È stata una dichiarata guerra per procura con Teheran, un duro segnale di determinazione e di forza visto che Riyadh vi chiama a concorso un’impressionante schieramento di paesi arabi, parecchi combattenti, altri sostenitori, altri, come l’Oman, impegnati a mediare un auspicabile negoziato. Vi ha ottenuto l’appoggio logistico e forse qualcosa in più da Washington, intenzionata a porre almeno un rammendo allo strappo dell’accordo sul nucleare militare. E in quell’ottica ha invitato a Camp David le monarchie del Golfo, dove però il re saudita Salman si è fatto rappresentare. Ha voluto far pesare sia la specialità della sua posizione nel Gcc e nella penisola sia quella della sua alleanza con Washington. E ha voluto assicurazioni convincenti sul ruolo dell’alleanza nella dinamica regionale.
La storia ci dirà se l’avrà spuntata. Tutto lascia pensare che i due si siano compresi. E se alla fine dell’incontro re Salman si è dichiarato soddisfatto, confermando il suo giudizio condizionatamente positivo sull’Accordo nucleare, c’è da pensare che in effetti Obama gli abbia offerto le più ampie assicurazioni.

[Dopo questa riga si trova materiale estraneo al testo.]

//! Canonical names for legacy configuration keys.
//!
//! Older deployment files use `lambdaCommand`, `lambdaTitle`, `addit`,
//! `apiKey`, `url` and `usetls`. figment merges layers by key name, so a legacy key in
//! a file and its canonical spelling in the environment would otherwise end
//! up as two entries for the same field. Every file and environment source is
//! wrapped in [`CanonicalKeys`] so all layers agree on one spelling before
//! they are merged.

use figment::value::{Dict, Map, Value};
use figment::{Error, Metadata, Profile, Provider};

/// Top-level renames. Lower-case forms cover environment variables.
const ROOT_KEYS: &[(&str, &str)] = &[
    ("lambdaCommand", "command_endpoint"),
    ("lambdacommand", "command_endpoint"),
    ("lambdaTitle", "link_endpoint"),
    ("lambdatitle", "link_endpoint"),
    ("addit", "quote_endpoint"),
];

/// Renames inside each endpoint table.
const ENDPOINT_KEYS: &[(&str, &str)] = &[
    ("apiKey", "api_key"),
    ("apikey", "api_key"),
    ("url", "endpoint"),
];

/// Renames inside each `networks.<name>` table.
const NETWORK_KEYS: &[(&str, &str)] = &[("usetls", "use_tls")];

/// Wraps a provider and rewrites legacy keys in its data to canonical names.
#[derive(Debug, Clone)]
pub struct CanonicalKeys<P>(pub P);

impl<P: Provider> Provider for CanonicalKeys<P> {
    fn metadata(&self) -> Metadata {
        self.0.metadata()
    }

    fn data(&self) -> Result<Map<Profile, Dict>, Error> {
        let mut data = self.0.data()?;
        for dict in data.values_mut() {
            canonicalize(dict);
        }
        Ok(data)
    }

    fn profile(&self) -> Option<Profile> {
        self.0.profile()
    }
}

/// Rewrites legacy keys in one configuration tree.
pub fn canonicalize(root: &mut Dict) {
    rename(root, ROOT_KEYS);

    for key in ["command_endpoint", "link_endpoint", "quote_endpoint"] {
        if let Some(Value::Dict(_, endpoint)) = root.get_mut(key) {
            rename(endpoint, ENDPOINT_KEYS);
        }
    }

    if let Some(Value::Dict(_, networks)) = root.get_mut("networks") {
        for network in networks.values_mut() {
            if let Value::Dict(_, network) = network {
                rename(network, NETWORK_KEYS);
            }
        }
    }
}

/// Moves each legacy key to its canonical name. A canonical key already
/// present in the same source is kept.
fn rename(dict: &mut Dict, table: &[(&str, &str)]) {
    for (legacy, canonical) in table {
        if let Some(value) = dict.remove(*legacy) {
            dict.entry((*canonical).to_string()).or_insert(value);
        }
    }
}

#[cfg(test)]
mod tests {
    use super::*;
    use figment::providers::Serialized;

    fn dict(value: serde_json::Value) -> Dict {
        match Serialized::defaults(value).data().unwrap().remove(&Profile::Default) {
            Some(dict) => dict,
            None => panic!("no default profile"),
        }
    }

    #[test]
    fn test_legacy_keys_are_renamed() {
        let mut root = dict(serde_json::json!({
            "lambdaCommand": { "url": "https://backend.example/c", "apiKey": "k1" },
            "lambdatitle": { "apikey": "k2" },
            "addit": { "url": "https://quotes.example/api" },
            "networks": { "libera": { "usetls": true, "server": "irc.libera.chat" } }
        }));
        canonicalize(&mut root);

        let keys: Vec<_> = root.keys().cloned().collect();
        assert_eq!(
            keys,
            vec!["command_endpoint", "link_endpoint", "networks", "quote_endpoint"]
        );

        let Some(Value::Dict(_, command)) = root.get("command_endpoint") else {
            panic!("command_endpoint is not a table");
        };
        assert!(command.contains_key("endpoint"));
        assert!(command.contains_key("api_key"));

        let Some(Value::Dict(_, quote)) = root.get("quote_endpoint") else {
            panic!("quote_endpoint is not a table");
        };
        assert!(quote.contains_key("endpoint"));
        assert!(!quote.contains_key("url"));

        let Some(Value::Dict(_, networks)) = root.get("networks") else {
            panic!("networks is not a table");
        };
        let Some(Value::Dict(_, libera)) = networks.get("libera") else {
            panic!("libera is not a table");
        };
        assert!(libera.contains_key("use_tls"));
        assert!(!libera.contains_key("usetls"));
    }

    #[test]
    fn test_canonical_key_in_same_source_wins() {
        let mut root = dict(serde_json::json!({
            "networks": { "libera": { "usetls": true, "use_tls": false } }
        }));
        canonicalize(&mut root);

        let Some(Value::Dict(_, networks)) = root.get("networks") else {
            panic!("networks is not a table");
        };
        let Some(Value::Dict(_, libera)) = networks.get("libera") else {
            panic!("libera is not a table");
        };
        assert_eq!(libera.len(), 1);
        assert_eq!(libera.get("use_tls").and_then(Value::to_bool), Some(false));
    }
}
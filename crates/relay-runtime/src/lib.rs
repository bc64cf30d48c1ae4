//! Relay Runtime - Orchestration layer for the chat relay.
//!
//! This crate provides:
//! - Layered configuration loading and validation (`ConfigLoader`, `RelayConfig`)
//! - Logging setup from configuration
//! - Per-network connection lifecycle (`NetworkManager`)
//! - Runtime orchestration and signal handling (`RelayRuntime`)
//!
//! ```ignore
//! use relay_runtime::RelayRuntime;
//!
//! #[tokio::main]
//! async fn main() -> anyhow::Result<()> {
//!     let runtime = RelayRuntime::builder().config_file("relay.yaml").build()?;
//!
//!     // Run until Ctrl+C or SIGTERM
//!     runtime.run().await?;
//!
//!     Ok(())
//! }
//! ```
//!
//! # Manual Transport Configuration
//!
//! Tests and embedders can supply their own capabilities:
//!
//! ```ignore
//! use relay_core::TransportContext;
//! use relay_runtime::RelayRuntime;
//!
//! let ctx = TransportContext::new()
//!     .with_irc_client(my_client)
//!     .with_gateway(my_gateway);
//! let runtime = RelayRuntime::new(config, ctx);
//! ```

pub mod config;
pub mod error;
pub mod logging;
pub mod network;
pub mod registry;
pub mod runtime;

// Re-exports
pub use config::{
    ConfigError, ConfigLoader, ConfigResult, NetworkConfig, Profile, RelayConfig, validate_config,
};
pub use error::{RuntimeError, RuntimeResult};
pub use network::{NetworkManager, NetworkSettings};
pub use registry::{NetworkRegistry, NetworkStatus, RegistryStats};
pub use runtime::{RelayRuntime, RuntimeBuilder};

// Re-export tracing for use by other crates
pub use tracing;
pub use tracing_subscriber;

/// Prelude module for convenient imports.
///
/// This provides all the commonly used logging macros:
/// - `trace!`, `debug!`, `info!`, `warn!`, `error!`
/// - `span`, `event`
/// - `instrument` attribute
/// - `Level` for span creation
pub mod prelude {
    pub use tracing::{Level, debug, error, event, info, instrument, span, trace, warn};
}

Ma su questo scenario sono precipitate due variabili che rischiano di alterare i termini della dinamica mediorientale: l’imprevisto intervento armato di Mosca in Siria e il riaccendersi del conflitto israelo-palestinese con la cosiddetta intifada dei coltelli. Una sfida che impegnerà severamente la politica regionale saudita.